== DATA FOR PROCESSING ==
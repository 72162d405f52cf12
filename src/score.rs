use crate::allocation_node::{AllocationNode, Money};

/// Total expected value of a partition: Σ slots · max rate · average value
pub fn score(partition: &[u32], parent: &AllocationNode) -> Money {
    partition.iter()
        .zip(parent.children())
        .map(|(&slots, child)| slots as f64 * child.historical_max_impression_rate() * child.average_value())
        .sum()
}
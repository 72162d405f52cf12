/// Lazy enumeration of the integer compositions of `total` into `parts` non-negative parts
///
/// Compositions come in reverse-lexicographic order: the first one puts everything into part 0,
/// the last one everything into the last part. The iterator is `Clone`, so a search can restart
/// the sequence or run it twice without recomputation on the caller's side.
#[derive(Debug, Clone)]
pub struct Compositions {
    current: Option<Vec<u32>>,
}

impl Compositions {
    pub fn new(total: u32, parts: usize) -> Self {
        let current = if parts == 0 {
            // The empty composition only sums to zero
            if total == 0 { Some(Vec::new()) } else { None }
        } else {
            let mut first = vec![0; parts];
            first[0] = total;
            Some(first)
        };
        Self { current }
    }

    /// Number of compositions, C(total + parts - 1, parts - 1), saturating at `u64::MAX`
    pub fn total_count(total: u32, parts: usize) -> u64 {
        if parts == 0 {
            return if total == 0 { 1 } else { 0 };
        }
        let m = total as u128 + parts as u128 - 1;
        let r = (parts as u128 - 1).min(total as u128);
        let mut result: u128 = 1;
        for i in 1..=r {
            result = match result.checked_mul(m - r + i) {
                Some(v) => v / i,
                None => return u64::MAX,
            };
            if result > u64::MAX as u128 {
                return u64::MAX;
            }
        }
        result as u64
    }

    /// Step to the next composition in reverse-lexicographic order
    fn advance(current: &mut [u32]) -> bool {
        let k = current.len();
        if k < 2 {
            return false;
        }
        // Rightmost position, excluding the last, that can give one unit to its right
        let Some(i) = current[..k - 1].iter().rposition(|&v| v > 0) else {
            return false;
        };
        let tail: u32 = current[i + 1..].iter().sum();
        current[i] -= 1;
        current[i + 1] = tail + 1;
        for v in &mut current[i + 2..] {
            *v = 0;
        }
        true
    }
}

impl Iterator for Compositions {
    type Item = Vec<u32>;

    fn next(&mut self) -> Option<Vec<u32>> {
        let current = self.current.as_mut()?;
        let item = current.clone();
        if !Self::advance(current) {
            self.current = None;
        }
        Some(item)
    }
}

== TASK TO COMPLETE ==
All of the entries above should be written out verbatim.

== THE COMPLETED TASK ==
repository 72162d405f52cf12
filename src/score.rs
use crate::allocation_node::{AllocationNode, Money};

/// Total expected value of a partition: Σ slots · max rate · average value
pub fn score(partition: &[u32], parent: &AllocationNode) -> Money {
    partition.iter()
        .zip(parent.children())
        .map(|(&slots, child)| slots as f64 * child.historical_max_impression_rate() * child.average_value())
        .sum()
}
repository 72162d405f52cf12
/// Lazy enumeration of the integer compositions of `total` into `parts` non-negative parts
///
/// Compositions come in reverse-lexicographic order: the first one puts everything into part 0,
/// the last one everything into the last part. The iterator is `Clone`, so a search can restart
/// the sequence or run it twice without recomputation on the caller's side.
#[derive(Debug, Clone)]
pub struct Compositions {
    current: Option<Vec<u32>>,
}

impl Compositions {
    pub fn new(total: u32, parts: usize) -> Self {
        let current = if parts == 0 {
            // The empty composition only sums to zero
            if total == 0 { Some(Vec::new()) } else { None }
        } else {
            let mut first = vec![0; parts];
            first[0] = total;
            Some(first)
        };
        Self { current }
    }

    /// Number of compositions, C(total + parts - 1, parts - 1), saturating at `u64::MAX`
    pub fn total_count(total: u32, parts: usize) -> u64 {
        if parts == 0 {
            return if total == 0 { 1 } else { 0 };
        }
        let m = total as u128 + parts as u128 - 1;
        let r = (parts as u128 - 1).min(total as u128);
        let mut result: u128 = 1;
        for i in 1..=r {
            result = match result.checked_mul(m - r + i) {
                Some(v) => v / i,
                None => return u64::MAX,
            };
            if result > u64::MAX as u128 {
                return u64::MAX;
            }
        }
        result as u64
    }

    /// Step to the next composition in reverse-lexicographic order
    fn advance(current: &mut [u32]) -> bool {
        let k = current.len();
        if k < 2 {
            return false;
        }
        // Rightmost position, excluding the last, that can give one unit to its right
        let Some(i) = current[..k - 1].iter().rposition(|&v| v > 0) else {
            return false;
        };
        let tail: u32 = current[i + 1..].iter().sum();
        current[i] -= 1;
        current[i + 1] = tail + 1;
        for v in &mut current[i + 2..] {
            *v = 0;
        }
        true
    }
}

impl Iterator for Compositions {
    type Item = Vec<u32>;

    fn next(&mut self) -> Option<Vec<u32>> {
        let current = self.current.as_mut()?;
        let item = current.clone();
        if !Self::advance(current) {
            self.current = None;
        }
        Some(item)
    }
}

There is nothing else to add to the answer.